This month saw the release of Q2 GDP data for most eurozone countries as well as the UK and the US. The picture was one of record contractions in output in most countries. Only in a few cases shown in Figure 1, such as Lithuania and Finland, could the annual fall in Q2 GDP be kept at or below 5%. Double-digit falls were the norm with 13 countries out of the sample of 22 showing annual contractions of more than -10% in the second quarter. Spain and the UK recorded the strongest declines on this measure with contractions of -22.1% and -21.7%, respectively.
The y-axis in Figure 1 measures the total confirmed deaths due to COVID-19 per million inhabitants as of 9 August. It is quite clear that countries which suffered the strongest falls in GDP have also seen some of the highest death rates from COVID-19. A simple correlation analysis between the annual rate of change in Q2 GDP and the death rate yields a moderately strong, negative relationship of -62%, suggesting that the higher the death rate of a country the worse its Q2 economic performance.
Countries to the top of the trend line have a relatively high death rate for a given level of economic contraction. Countries below the line, on the other hand, have relatively lower death rates given the extent of the fall in their GDP.
Much has been written in the press about the UK’s rather bad performance on both dimensions – the country has the second-highest death rate behind only Belgium and the second-worst economic contraction behind Spain. Out of necessity and after a bit of back and forth, health workers and officials have come to some internationally recognised standards about how to count Covid-19 victims in order to make figures comparable across countries. But how sure can we be that international measures of GDP are equally comparable?
Measuring economic output in a sensible, consistent and internationally comparable way is actually no small feat. And things get even more complicated when we are trying to strip out the effects of price movements. An interesting bit of the UK’s Q2 GDP release was the fact that according to the ONS the “the volume of government activity fell while at the same time government expenditure increased in nominal terms.” In other words, real government consumption, e.g. in the form of services delivered in schools and hospitals, fell while nominal expenditure rose – leading to a jump in the government consumption deflator by 32.7%.
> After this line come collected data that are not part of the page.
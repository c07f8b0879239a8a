//! The credential store: one encrypted file, one lock, and a full
//! load-mutate-save cycle per operation.
//!
//! Every operation takes the master passphrase as an explicit argument;
//! the store never caches it or the derived key.  A single `Mutex`
//! serializes every cycle (enumeration included), and the guard is
//! dropped on all exit paths, so concurrent callers cannot interleave
//! and lose updates.  Last writer wins for the whole file; there is no
//! per-entry merge and no cross-process exclusion.

use std::path::{Path, PathBuf};
use std::sync::{Mutex, MutexGuard, PoisonError};

use zeroize::Zeroize;

use crate::crypto::{decrypt, derive_key, encrypt};
use crate::errors::{PasskeepError, Result};

use super::entry::{Entry, Vault};
use super::format::{read_vault_file, write_vault_file};

/// Handle to one vault file on disk.  Create one with
/// `CredentialStore::open`, then drive it with the operation methods.
pub struct CredentialStore {
    /// Path to the vault file.
    path: PathBuf,

    /// Whether the file was present when this store was constructed.
    existed: bool,

    /// Serializes every load-mutate-save cycle against the file.
    lock: Mutex<()>,
}

impl CredentialStore {
    // ------------------------------------------------------------------
    // Construction
    // ------------------------------------------------------------------

    /// Create a store handle for `path`.
    ///
    /// Checks once whether a vault file is already present; `exists`
    /// reports that snapshot so callers can pick between first-run
    /// setup and a normal unlock.
    pub fn open(path: impl Into<PathBuf>) -> Self {
        let path = path.into();
        let existed = path.is_file();
        Self {
            path,
            existed,
            lock: Mutex::new(()),
        }
    }

    /// Whether a vault file was present at construction time.
    pub fn exists(&self) -> bool {
        self.existed
    }

    /// Path to the vault file.
    pub fn path(&self) -> &Path {
        &self.path
    }

    // ------------------------------------------------------------------
    // Operations
    // ------------------------------------------------------------------

    /// Create a new, empty vault encrypted under `passphrase`.
    ///
    /// Overwrites any existing file unconditionally; callers wanting
    /// overwrite protection check `exists` first.
    pub fn create(&self, passphrase: &str) -> Result<()> {
        let _guard = self.lock_store();
        self.write_vault(&Vault::new(), passphrase)
    }

    /// Decrypt and return the whole vault.
    pub fn load(&self, passphrase: &str) -> Result<Vault> {
        let _guard = self.lock_store();
        self.read_vault(passphrase)
    }

    /// Every entry's `(usage_count, handle)` pair, in no particular
    /// order.  Callers sort; descending by count approximates
    /// most-used-first.
    pub fn list_handles(&self, passphrase: &str) -> Result<Vec<(u64, String)>> {
        let _guard = self.lock_store();
        let vault = self.read_vault(passphrase)?;
        Ok(vault
            .iter()
            .map(|(handle, entry)| (entry.usage_count, handle.clone()))
            .collect())
    }

    /// Retrieve the secret for `handle`, bumping its usage count by
    /// exactly one.
    ///
    /// The increment and the returned secret come from the same load,
    /// and the updated vault is written back before the secret is
    /// returned.
    pub fn get_secret(&self, handle: &str, passphrase: &str) -> Result<String> {
        let _guard = self.lock_store();
        let mut vault = self.read_vault(passphrase)?;

        let entry = vault
            .get_mut(handle)
            .ok_or_else(|| PasskeepError::HandleNotFound(handle.to_string()))?;
        entry.usage_count += 1;
        let secret = entry.secret.clone();

        self.write_vault(&vault, passphrase)?;
        Ok(secret)
    }

    /// Add a new entry or replace the secret of an existing one.
    ///
    /// A replaced entry keeps its usage count; a new entry starts at
    /// zero.
    pub fn add_or_replace(&self, handle: &str, secret: &str, passphrase: &str) -> Result<()> {
        let _guard = self.lock_store();
        let mut vault = self.read_vault(passphrase)?;

        match vault.get_mut(handle) {
            Some(entry) => entry.secret = secret.to_string(),
            None => vault.insert(handle.to_string(), Entry::new(secret)),
        }

        self.write_vault(&vault, passphrase)
    }

    /// Remove `handle` from the vault.
    ///
    /// Fails without touching the file when the handle is absent.
    pub fn delete(&self, handle: &str, passphrase: &str) -> Result<()> {
        let _guard = self.lock_store();
        let mut vault = self.read_vault(passphrase)?;

        if vault.remove(handle).is_none() {
            return Err(PasskeepError::HandleNotFound(handle.to_string()));
        }

        self.write_vault(&vault, passphrase)
    }

    /// Re-encrypt the vault under a new master passphrase.
    ///
    /// The vault contents are untouched; only the key changes, along
    /// with the IV, which is fresh on every write.
    pub fn change_master(&self, new_passphrase: &str, old_passphrase: &str) -> Result<()> {
        let _guard = self.lock_store();
        let vault = self.read_vault(old_passphrase)?;
        self.write_vault(&vault, new_passphrase)
    }

    // ------------------------------------------------------------------
    // Internal load/save (callers hold the lock)
    // ------------------------------------------------------------------

    /// Read the file, split the IV, decrypt, and parse the vault JSON.
    ///
    /// Both failure stages — bad padding and unparseable plaintext —
    /// surface as `AuthFailed`: the store cannot tell a wrong
    /// passphrase from a corrupted file.
    fn read_vault(&self, passphrase: &str) -> Result<Vault> {
        let (iv, ciphertext) = read_vault_file(&self.path)?;

        let mut key = derive_key(passphrase);
        let decrypted = decrypt(&key, &iv, &ciphertext);
        key.zeroize();

        let mut plaintext = decrypted?;
        let vault = serde_json::from_slice(&plaintext).map_err(|_| PasskeepError::AuthFailed);
        plaintext.zeroize();

        vault
    }

    /// Serialize, encrypt under a fresh IV, and write back atomically.
    fn write_vault(&self, vault: &Vault, passphrase: &str) -> Result<()> {
        let mut plaintext = serde_json::to_vec(vault)
            .map_err(|e| PasskeepError::SerializationError(format!("vault: {e}")))?;

        let mut key = derive_key(passphrase);
        let (iv, ciphertext) = encrypt(&key, &plaintext);
        key.zeroize();
        plaintext.zeroize();

        write_vault_file(&self.path, &iv, &ciphertext)
    }

    /// Acquire the store lock, recovering the guard if a previous
    /// holder panicked mid-cycle.  The on-disk state is still
    /// consistent in that case because writes are atomic.
    fn lock_store(&self) -> MutexGuard<'_, ()> {
        self.lock.lock().unwrap_or_else(PoisonError::into_inner)
    }
}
How credible are these estimates? A look across the pond might put things into perspective. In the US, the federal government contributed positively to growth in Q2 more than offsetting negative contributions from state and local governments. In the UK meanwhile, government consumption fell by a whopping 14% over the second quarter as a result of widespread school closures and people drastically reducing their consumption of non-COVID-19 related health services. Of course, US public sector consumption is not entirely comparable to the UK not least because of the role of the NHS, but is such a large discrepancy in the growth contribution of the public sector – slightly positive in the US, highly negative in the UK – plausible during a pandemic that affected countries in quite comparable ways? The treatment of public sector output and productivity in the national accounts has been subject to much debate over the years with the Atkinson Review from 2005 still being one of the most influential pieces of work on the subject, arguing for better measuring quality improvements in public services.
At the very least, this gap between countries in terms of public sector growth should serve as a reminder that GDP estimates should be taken with a grain of salt. And if schools reopen as planned and people start to see their GPs again for non-COVID-19 reasons, don’t be surprised when the UK public sector emerges as an unlikely driver of the economic recovery in Q3.